How quickly can Mount Davis be demolished?

Sorry, there’s no magical charm to hide this beauty

Short answer: Not this year.

I get it, A’s fans. You’re excited, I’m excited, the A’s marketing crew is excited. We’re all champing at the bit right now. Unfortunately, I’m gonna have to slow everyone’s roll. In California we don’t build things quickly. We don’t even demolish things quickly. You’re not going to see a big viral video implosion of the Coliseum, ever. Keep in mind:

  • Candlestick Park’s demolition dragged on for months to protect residents living nearby from asbestos and other pollutants.
  • Site prep for Avaya Stadium took a year longer than expected because of previously unknown underground bunkers and other items to demolish and cleanup.

The Raiders have already exercised their option on the 2017 year, so they’re in come August. Sam Boyd Stadium in Las Vegas isn’t outfitted with the updated locker rooms and security fencing that the NFL requires. Any upgrades couldn’t come until after the 2017 season ends. It’s that classic tale about the boy who leaves the girl yet needs to crash on her couch for a few months while his new fling upgrades from a studio to a junior one-bedroom apartment.
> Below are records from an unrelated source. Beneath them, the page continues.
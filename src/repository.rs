//! Grain record repository interface and an in-memory implementation.

use std::ops::RangeInclusive;

use crate::{Error, Grain, GrainFeatures};

// -------------------------------------------------------------------------------------------------

/// A grain record as stored in a grain repository.
#[derive(Debug, Clone, PartialEq)]
pub struct GrainRecord {
    pub id: u64,
    /// Path of the source file at analysis time. May not exist on this machine.
    pub source_ref: String,
    pub start_frame: usize,
    pub end_frame: usize,
    pub sample_rate: u32,
    pub features: GrainFeatures,
    pub tags: Vec<String>,
}

impl GrainRecord {
    /// Number of frames the record spans in its source file.
    pub fn length(&self) -> usize {
        self.end_frame.saturating_sub(self.start_frame)
    }

    pub fn has_tag(&self, tag: &str) -> bool {
        self.tags.iter().any(|t| t == tag)
    }
}

impl TryFrom<&GrainRecord> for Grain {
    type Error = Error;

    fn try_from(record: &GrainRecord) -> Result<Self, Self::Error> {
        Ok(
            Grain::new(&record.source_ref, record.start_frame, record.end_frame)?
                .with_id(record.id)
                .with_features(record.features.clone()),
        )
    }
}

// -------------------------------------------------------------------------------------------------

/// Feature based predicate for grain repository lookups.
///
/// All conditions must match. An empty query matches all records.
#[derive(Debug, Default, Clone)]
pub struct GrainQuery {
    length: Option<usize>,
    ranges: Vec<(String, RangeInclusive<f64>)>,
    lower_bounds: Vec<(String, f64)>,
    missing: Vec<String>,
    tag: Option<String>,
}

impl GrainQuery {
    pub fn new() -> Self {
        Self::default()
    }

    /// Only match records with exactly the given length in frames.
    pub fn with_length(mut self, length: usize) -> Self {
        self.length = Some(length);
        self
    }

    /// Only match records whose feature lies within the given inclusive range.
    pub fn with_range(mut self, feature: &str, range: RangeInclusive<f64>) -> Self {
        self.ranges.push((feature.to_string(), range));
        self
    }

    /// Only match records whose feature is strictly greater than the given value.
    pub fn with_greater_than(mut self, feature: &str, value: f64) -> Self {
        self.lower_bounds.push((feature.to_string(), value));
        self
    }

    /// Only match records which have no value for the given feature.
    pub fn with_missing(mut self, feature: &str) -> Self {
        self.missing.push(feature.to_string());
        self
    }

    /// Only match records carrying the given tag.
    pub fn with_tag(mut self, tag: &str) -> Self {
        self.tag = Some(tag.to_string());
        self
    }

    /// Validate the query's conditions.
    pub fn validate(&self) -> Result<(), Error> {
        for (feature, range) in &self.ranges {
            if feature.is_empty() {
                return Err(Error::MalformedQueryError(
                    "Feature names must not be empty".to_string(),
                ));
            }
            if range.start().is_nan() || range.end().is_nan() || range.start() > range.end() {
                return Err(Error::MalformedQueryError(format!(
                    "Invalid range for feature '{feature}': {:?}",
                    range
                )));
            }
        }
        for (feature, value) in &self.lower_bounds {
            if feature.is_empty() || value.is_nan() {
                return Err(Error::MalformedQueryError(format!(
                    "Invalid lower bound for feature '{feature}': {value}"
                )));
            }
        }
        if self.missing.iter().any(String::is_empty) {
            return Err(Error::MalformedQueryError(
                "Feature names must not be empty".to_string(),
            ));
        }
        if self.tag.as_ref().is_some_and(String::is_empty) {
            return Err(Error::MalformedQueryError(
                "Tags must not be empty".to_string(),
            ));
        }
        Ok(())
    }

    /// Test if the given record matches all conditions of this query.
    pub fn matches(&self, record: &GrainRecord) -> bool {
        if self.length.is_some_and(|length| record.length() != length) {
            return false;
        }
        let in_range = |(feature, range): &(String, RangeInclusive<f64>)| {
            record
                .features
                .get(feature)
                .is_some_and(|value| range.contains(&value))
        };
        let above = |(feature, bound): &(String, f64)| {
            record
                .features
                .get(feature)
                .is_some_and(|value| value > *bound)
        };
        self.ranges.iter().all(in_range)
            && self.lower_bounds.iter().all(above)
            && self.missing.iter().all(|f| !record.features.contains(f))
            && self.tag.as_ref().map_or(true, |tag| record.has_tag(tag))
    }
}

// -------------------------------------------------------------------------------------------------

/// A queryable store of grain records.
///
/// Implementations must be safe for concurrent read-only use, as parallel render workers share
/// a single repository.
pub trait GrainRepository: Send + Sync {
    /// Fetch all records matching the given query, ordered by record id.
    ///
    /// Returns [`Error::EmptySelectionError`] when nothing matches and
    /// [`Error::MalformedQueryError`] when the query can't be evaluated.
    fn fetch(&self, query: &GrainQuery) -> Result<Vec<GrainRecord>, Error>;

    /// Fetch records and convert them into template grains.
    fn fetch_grains(&self, query: &GrainQuery) -> Result<Vec<Grain>, Error> {
        self.fetch(query)?.iter().map(Grain::try_from).collect()
    }
}

// -------------------------------------------------------------------------------------------------

/// A [`GrainRepository`] which keeps all its records in memory.
#[derive(Debug, Default, Clone)]
pub struct MemoryGrainRepository {
    records: Vec<GrainRecord>,
}

impl MemoryGrainRepository {
    pub fn new() -> Self {
        Self::default()
    }

    /// Add a new record. Records with an existing id are replaced.
    pub fn insert(&mut self, record: GrainRecord) {
        match self.records.binary_search_by_key(&record.id, |r| r.id) {
            Ok(index) => self.records[index] = record,
            Err(index) => self.records.insert(index, record),
        }
    }

    pub fn len(&self) -> usize {
        self.records.len()
    }

    pub fn is_empty(&self) -> bool {
        self.records.is_empty()
    }
}

impl FromIterator<GrainRecord> for MemoryGrainRepository {
    fn from_iter<T: IntoIterator<Item = GrainRecord>>(iter: T) -> Self {
        let mut repository = Self::new();
        for record in iter {
            repository.insert(record);
        }
        repository
    }
}

impl GrainRepository for MemoryGrainRepository {
    fn fetch(&self, query: &GrainQuery) -> Result<Vec<GrainRecord>, Error> {
        query.validate()?;
        let records = self
            .records
            .iter()
            .filter(|record| query.matches(record))
            .cloned()
            .collect::<Vec<_>>();
        if records.is_empty() {
            return Err(Error::EmptySelectionError);
        }
        Ok(records)
    }
}

// -------------------------------------------------------------------------------------------------
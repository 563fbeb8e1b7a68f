use rand::Rng;

use crate::{
    grain::GrainParameter,
    sequence::{
        assemble::assemble_repeat,
        interpolate::interpolate_sections,
        mutate::{randomize_param, spread_across_channels, swap_random_pair},
        position::calculate_positions,
    },
    source::{load_grain_samples, SourceAudioAccessor},
    utils::db_to_linear,
    Error, Grain,
};

use super::{block::RenderedBlock, merge::merge, window::GrainWindowMode};

// -------------------------------------------------------------------------------------------------

/// Parameters of [`render_sections`].
///
/// Defaults are tuned for grains of 4096 frames: the default distance makes consecutive grains
/// overlap by all but 75 frames.
#[derive(Debug, Clone, PartialEq)]
pub struct RenderConfig {
    /// Number of random grains which get picked from each category.
    pub unique_grains_per_section: usize,
    /// Number of times the picked grains of a category get repeated.
    pub repetitions: usize,
    /// Initial distance between grains, before randomization.
    pub distance_between_grains: i64,
    /// Number of output channels grains get spread across.
    pub channel_count: usize,
    /// Fraction of adjacent sections which get interpolated, in range `[0, 1]`.
    pub section_overlap: f64,
    /// Probability of swapping adjacent grains, in range `[0, 1]`.
    pub swap_probability: f64,
    /// Maximum random deviation of the distance between grains.
    pub distance_deviation: u32,
    /// Level adjustment of each grain in dB.
    pub grain_level_db: f32,
    /// Window applied to each grain when merging.
    pub window: GrainWindowMode,
    /// Grains whose source reference contains one of these strings never get picked.
    pub excluded_sources: Vec<String>,
}

impl Default for RenderConfig {
    fn default() -> Self {
        Self {
            unique_grains_per_section: 10,
            repetitions: 200,
            distance_between_grains: -4096 + 75,
            channel_count: 2,
            section_overlap: 0.95,
            swap_probability: 0.2,
            distance_deviation: 50,
            grain_level_db: -6.0,
            window: GrainWindowMode::Hann,
            excluded_sources: Vec::new(),
        }
    }
}

impl RenderConfig {
    pub fn validate(&self) -> Result<(), Error> {
        if self.unique_grains_per_section == 0 || self.repetitions == 0 {
            return Err(Error::ParameterError(
                "Unique grains per section and repetitions must be > 0".to_string(),
            ));
        }
        if self.channel_count == 0 {
            return Err(Error::ParameterError(
                "Channel count must be > 0".to_string(),
            ));
        }
        if !(0.0..=1.0).contains(&self.section_overlap) {
            return Err(Error::ParameterError(format!(
                "Section overlap must be in range [0, 1], but is {}",
                self.section_overlap
            )));
        }
        if !(0.0..=1.0).contains(&self.swap_probability) {
            return Err(Error::ParameterError(format!(
                "Swap probability must be in range [0, 1], but is {}",
                self.swap_probability
            )));
        }
        if !self.grain_level_db.is_finite() {
            return Err(Error::ParameterError(format!(
                "Grain level must be finite, but is {}",
                self.grain_level_db
            )));
        }
        Ok(())
    }

    fn is_excluded(&self, grain: &Grain) -> bool {
        self.excluded_sources
            .iter()
            .any(|excluded| grain.source_ref().contains(excluded.as_str()))
    }
}

// -------------------------------------------------------------------------------------------------

/// Render a list of grain categories into a single block, interpolating from category to
/// category.
///
/// For each category, `unique_grains_per_section` grains get picked at random (with
/// replacement; picks of excluded sources are dropped) and are repeated `repetitions` times.
/// The resulting sections get chained with [`interpolate_sections`], then adjacent grains are
/// randomly swapped, distances randomized and grains spread across channels. Finally all grains
/// are positioned, loaded from the accessor, leveled and merged.
pub fn render_sections<A, R>(
    categories: &[Vec<Grain>],
    config: &RenderConfig,
    accessor: &A,
    rng: &mut R,
) -> Result<RenderedBlock, Error>
where
    A: SourceAudioAccessor + ?Sized,
    R: Rng + ?Sized,
{
    config.validate()?;
    if categories.is_empty() {
        return Err(Error::EmptySelectionError);
    }

    let mut sections = Vec::with_capacity(categories.len());
    for (index, category) in categories.iter().enumerate() {
        if category.is_empty() {
            log::warn!("Grain category #{index} is empty");
            return Err(Error::EmptySelectionError);
        }
        let mut picked = Vec::with_capacity(config.unique_grains_per_section);
        for _ in 0..config.unique_grains_per_section {
            let grain = &category[rng.random_range(0..category.len())];
            if !config.is_excluded(grain) {
                picked.push(grain.clone());
            }
        }
        log::debug!(
            "Picked {} of {} grains from category #{index}",
            picked.len(),
            category.len()
        );
        sections.push(assemble_repeat(
            &picked,
            config.repetitions,
            config.distance_between_grains,
        )?);
    }

    let mut grains = interpolate_sections(sections, config.section_overlap)?;
    swap_random_pair(&mut grains, config.swap_probability, rng)?;
    randomize_param(
        &mut grains,
        GrainParameter::DistanceBetweenGrains,
        rng,
        config.distance_deviation,
        false,
    )?;
    spread_across_channels(&mut grains, config.channel_count)?;
    calculate_positions(&mut grains)?;
    log::info!(
        "Assembled {} grains from {} categories",
        grains.len(),
        categories.len()
    );

    load_grain_samples(&mut grains, accessor)?;
    let level = db_to_linear(config.grain_level_db);
    for samples in grains.iter_mut().filter_map(|grain| grain.samples.as_mut()) {
        for sample in samples {
            *sample *= level;
        }
    }

    let block = merge(grains, config.channel_count, &config.window)?;
    log::info!(
        "Rendered {} frames with {} channels",
        block.frame_count(),
        block.channel_count()
    );
    Ok(block)
}

// -------------------------------------------------------------------------------------------------
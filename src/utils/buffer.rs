// -------------------------------------------------------------------------------------------------

/// Copy the given planar buffer into an interleaved one.
/// The planar buffer's layout defines layout of the interleaved buffer (channel and frame count).
pub fn planar_to_interleaved(planar: &[Vec<f32>], interleaved: &mut [f32]) {
    let channel_count = planar.len();
    match channel_count {
        1 => {
            for (i, p) in interleaved.iter_mut().zip(planar[0].iter()) {
                *i = *p;
            }
        }
        _ => {
            for (channel_index, channel_values) in planar.iter().enumerate() {
                for (frame_index, value) in channel_values.iter().enumerate() {
                    interleaved[frame_index * channel_count + channel_index] = *value;
                }
            }
        }
    }
}

// -------------------------------------------------------------------------------------------------

/// Append a single channel of the given interleaved buffer to `output`.
/// Trailing samples which don't form a complete frame are ignored.
pub fn extend_from_interleaved_channel(
    interleaved: &[f32],
    channel_count: usize,
    channel: usize,
    output: &mut Vec<f32>,
) {
    debug_assert!(channel < channel_count, "Invalid channel index");
    if channel_count == 1 {
        output.extend_from_slice(interleaved);
    } else {
        output.extend(
            interleaved
                .chunks_exact(channel_count)
                .map(|frame| frame[channel]),
        );
    }
}

// -------------------------------------------------------------------------------------------------

#[cfg(test)]
mod tests {
    use super::*;

    #[test]
    fn planar_interleaved() {
        let planar_mono = vec![vec![1.0, 2.0, 3.0, 4.0]];
        let mut interleaved = vec![0.0; 4];
        planar_to_interleaved(&planar_mono, &mut interleaved);
        assert_eq!(interleaved, vec![1.0, 2.0, 3.0, 4.0]);

        let planar_general = vec![
            vec![1.0, 2.0, 3.0, 4.0],
            vec![4.0, 3.0, 2.0, 1.0],
            vec![2.0, 1.0, 4.0, 3.0],
        ];
        let mut interleaved = vec![0.0; 12];
        planar_to_interleaved(&planar_general, &mut interleaved);
        assert_eq!(
            interleaved,
            vec![1.0, 4.0, 2.0, 2.0, 3.0, 1.0, 3.0, 2.0, 4.0, 4.0, 1.0, 3.0]
        );
    }

    #[test]
    fn interleaved_channel() {
        let interleaved = [1.0, 4.0, 2.0, 3.0, 3.0, 2.0, 4.0];
        let mut left = vec![0.0];
        extend_from_interleaved_channel(&interleaved, 2, 0, &mut left);
        assert_eq!(left, vec![0.0, 1.0, 2.0, 3.0]);
        let mut right = Vec::new();
        extend_from_interleaved_channel(&interleaved, 2, 1, &mut right);
        assert_eq!(right, vec![4.0, 3.0, 2.0]);
        let mut mono = Vec::new();
        extend_from_interleaved_channel(&interleaved[..3], 1, 0, &mut mono);
        assert_eq!(mono, vec![1.0, 4.0, 2.0]);
    }
}
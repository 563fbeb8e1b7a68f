//! Absolute grain placement.

use crate::{grain::GrainPlacement, Error, Grain};

// -------------------------------------------------------------------------------------------------

/// Calculate the absolute output placement of each grain in the given sequence.
///
/// The first grain starts at frame 0. Every following grain starts at the previous grain's end
/// plus its own `distance_between_grains`, so negative distances make it overlap with its
/// predecessor. Each grain spans `end_frame - start_frame` frames.
///
/// Placements are frozen once set: sequences which contain already positioned grains are
/// rejected, as are distances which would move a grain before the sequence's start. Nothing is
/// modified when an error is returned.
pub fn calculate_positions(grains: &mut [Grain]) -> Result<(), Error> {
    if grains.is_empty() {
        return Err(Error::EmptySelectionError);
    }
    if let Some(index) = grains.iter().position(Grain::is_placed) {
        return Err(Error::ParameterError(format!(
            "Grain #{index} already got positioned"
        )));
    }

    // calculate all placements first, so we don't leave the sequence half positioned on errors
    let mut placements = Vec::with_capacity(grains.len());
    let mut end_idx = grains[0].frame_count();
    placements.push(GrainPlacement {
        start_idx: 0,
        end_idx,
    });
    for (index, grain) in grains.iter().enumerate().skip(1) {
        let start_idx = end_idx as i64 + grain.distance_between_grains;
        if start_idx < 0 {
            return Err(Error::ParameterError(format!(
                "Grain #{index} would start at {start_idx}, before the sequence start. \
                Its distance {} is too large an overlap",
                grain.distance_between_grains
            )));
        }
        let start_idx = start_idx as usize;
        end_idx = start_idx + grain.frame_count();
        placements.push(GrainPlacement { start_idx, end_idx });
    }

    for (grain, placement) in grains.iter_mut().zip(placements) {
        grain.place(placement)?;
    }
    Ok(())
}

// -------------------------------------------------------------------------------------------------
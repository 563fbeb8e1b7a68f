use std::f64::consts::PI;

use strum::{Display, EnumString};

use crate::Error;

// -------------------------------------------------------------------------------------------------

/// Available responses of the state variable biquad filter.
#[derive(Default, Clone, Copy, PartialEq, Eq, Debug, Display, EnumString)]
#[strum(ascii_case_insensitive)]
pub enum BiquadFilterType {
    #[default]
    Lowpass,
    Highpass,
    Bandpass,
    Bandstop,
}

// -------------------------------------------------------------------------------------------------

/// The coefficients that hold parameters and necessary data to process the filter.
///
/// See [BiquadFilter] for more info about the filter implementation.
#[derive(Debug, Clone, PartialEq)]
pub struct BiquadFilterCoefficients {
    filter_type: BiquadFilterType,
    sample_rate: u32,
    cutoff: f32,
    q: f32,
    a1: f64,
    a2: f64,
    a3: f64,
    m0: f64,
    m1: f64,
    m2: f64,
}

impl BiquadFilterCoefficients {
    /// Calculate new coefficients. `cutoff` must be in range `(0, nyquist)`, `q` must be > 0.
    pub fn new(
        filter_type: BiquadFilterType,
        sample_rate: u32,
        cutoff: f32,
        q: f32,
    ) -> Result<Self, Error> {
        if sample_rate == 0 {
            return Err(Error::ParameterError(format!(
                "Invalid filter sample-rate: must be > 0, but is {sample_rate}"
            )));
        }
        if q.is_nan() || q <= 0.0 {
            return Err(Error::ParameterError(format!(
                "Invalid filter Q: must be > 0, but is {q}"
            )));
        }
        let nyquist = sample_rate as f32 / 2.0;
        if cutoff.is_nan() || cutoff <= 0.0 || cutoff >= nyquist {
            return Err(Error::ParameterError(format!(
                "Invalid filter frequency: must be in range (0, {nyquist}), but is {cutoff}"
            )));
        }

        let g = f64::tan(PI * cutoff as f64 / sample_rate as f64);
        let k = 1.0 / q as f64;
        let a1 = 1.0 / (1.0 + g * (g + k));
        let a2 = g * a1;
        let a3 = g * a2;
        let (m0, m1, m2) = match filter_type {
            BiquadFilterType::Lowpass => (0.0, 0.0, 1.0),
            BiquadFilterType::Highpass => (1.0, -k, -1.0),
            BiquadFilterType::Bandpass => (0.0, 1.0, 0.0),
            BiquadFilterType::Bandstop => (1.0, -k, 0.0),
        };
        Ok(Self {
            filter_type,
            sample_rate,
            cutoff,
            q,
            a1,
            a2,
            a3,
            m0,
            m1,
            m2,
        })
    }

    pub fn filter_type(&self) -> BiquadFilterType {
        self.filter_type
    }

    pub fn sample_rate(&self) -> u32 {
        self.sample_rate
    }

    /// The frequency in Hz where the cutoff of the filter should be.
    pub fn cutoff(&self) -> f32 {
        self.cutoff
    }

    /// The steepness of the filter.
    pub fn q(&self) -> f32 {
        self.q
    }
}

// -------------------------------------------------------------------------------------------------

/// State variable biquad filter, designed by Andrew Simper of Cytomic.
/// See <http://cytomic.com/files/dsp/SvfLinearTrapOptimised2.pdf>
///
/// This is a second-order filter. It has a cutoff slope of 12 dB/octave. Q = 0.707 means no
/// resonant peaking.
#[derive(Debug, Default, Clone)]
pub struct BiquadFilter {
    ic1eq: f64,
    ic2eq: f64,
}

impl BiquadFilter {
    pub fn new() -> Self {
        Self::default()
    }

    /// Process helper function that calls `process_sample` for each sample in a buffer.
    #[inline]
    pub fn process<'a>(
        &mut self,
        coefficients: &BiquadFilterCoefficients,
        output: impl Iterator<Item = &'a mut f32>,
    ) {
        for sample in output {
            *sample = self.process_sample(coefficients, *sample as f64) as f32;
        }
    }

    /// Apply the filter on a single sample.
    #[inline]
    pub fn process_sample(&mut self, coefficients: &BiquadFilterCoefficients, input: f64) -> f64 {
        let v0 = input;
        let v3 = v0 - self.ic2eq;
        let v1 = coefficients.a1 * self.ic1eq + coefficients.a2 * v3;
        let v2 = self.ic2eq + coefficients.a2 * self.ic1eq + coefficients.a3 * v3;
        self.ic1eq = 2.0 * v1 - self.ic1eq;
        self.ic2eq = 2.0 * v2 - self.ic2eq;
        coefficients.m0 * v0 + coefficients.m1 * v1 + coefficients.m2 * v2
    }

    /// Reset state of filter.
    #[inline]
    pub fn reset(&mut self) {
        self.ic1eq = 0.0;
        self.ic2eq = 0.0;
    }
}

// -------------------------------------------------------------------------------------------------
You’ve seen it – Cameron Crowe or Richard Linklater?

As long as the Raiders are staying for hopefully only year, the A’s should be able to break out the wrecking ball come February 1, 2018, right?

Nope.

The problem is at that point there will still be some $75 million in debt remaining on the Coliseum. The City and County haven’t figured out who or what is paying for it. Until that gets resolved, the JPA can’t so much as pelt it with rocks. Beyond that, the demolition will have its own cost which someone will have to pay out of pocket. The infrastructure funding plan offered to the Raiders and the Lott-Fortress group had the demolition of the entire stadium budgeted in. I imagine that the same offer’s on the table for the A’s should they choose to build at the Coliseum. If they don’t, demolition’s yet another cost to add onto the debt resolution. If the JPA quickly came to a deal with the A’s, demolition would probably be accommodated depending on the Raiders’ departure and the phasing of the teardown.

Once the debt issue is resolved, I would expect that demolition would happen in two parts. Initially, the peak of Mount Davis, otherwise known as the upper deck, would be lopped off. That would be the easiest aspect of the plan since only the seats and risers would be removed, along with the columns and beams holding them up. The Washington football team removed more than 10,000 seats from the upper deck, replacing many of them with the wall-like platforms used at Cleveland’s Progressive Field. Once the upper deck of Mount Davis is removed, the Oakland hills and Leona Quarry would be visible from parts of the original Coliseum, namely the original upper deck. Aesthetically that would be a huge improvement, if not a complete solution.

Outside Mount Davis

Once the easy part is dealt with, dealing with the rest of hulking structure becomes a project unto itself. The East Side Club is a four-story section that stretches the length of the stand, with two upper levels of suites facing the field and a vaulted ceiling above the club. It’s more like demolishing a gigantic concrete pier than your average tilt-up office building.

Everything at or below the plaza concourse would have to stay intact while the A’s played in the venue. The BART plaza is at this level, so unless someone wanted to completely rebuild that even though future plans have the old BART bridge replaced, it’s all staying intact. In addition, the only vehicular access to the field is via the steep centerfield tunnel underneath Mt. Davis. That can’t be touched.

East Side Club, suites on upper levels

I don’t mean to crap on your dynamite-charged fantasies, folks. As long as the A’s have to continue using the Coliseum there’s only so far you can go in terms of dismantling it. Eventually the whole thing will come down. Chances are it will be piece-by-piece. Maybe the A’s can have some of the demo team dance to YMCA for old times’ sake.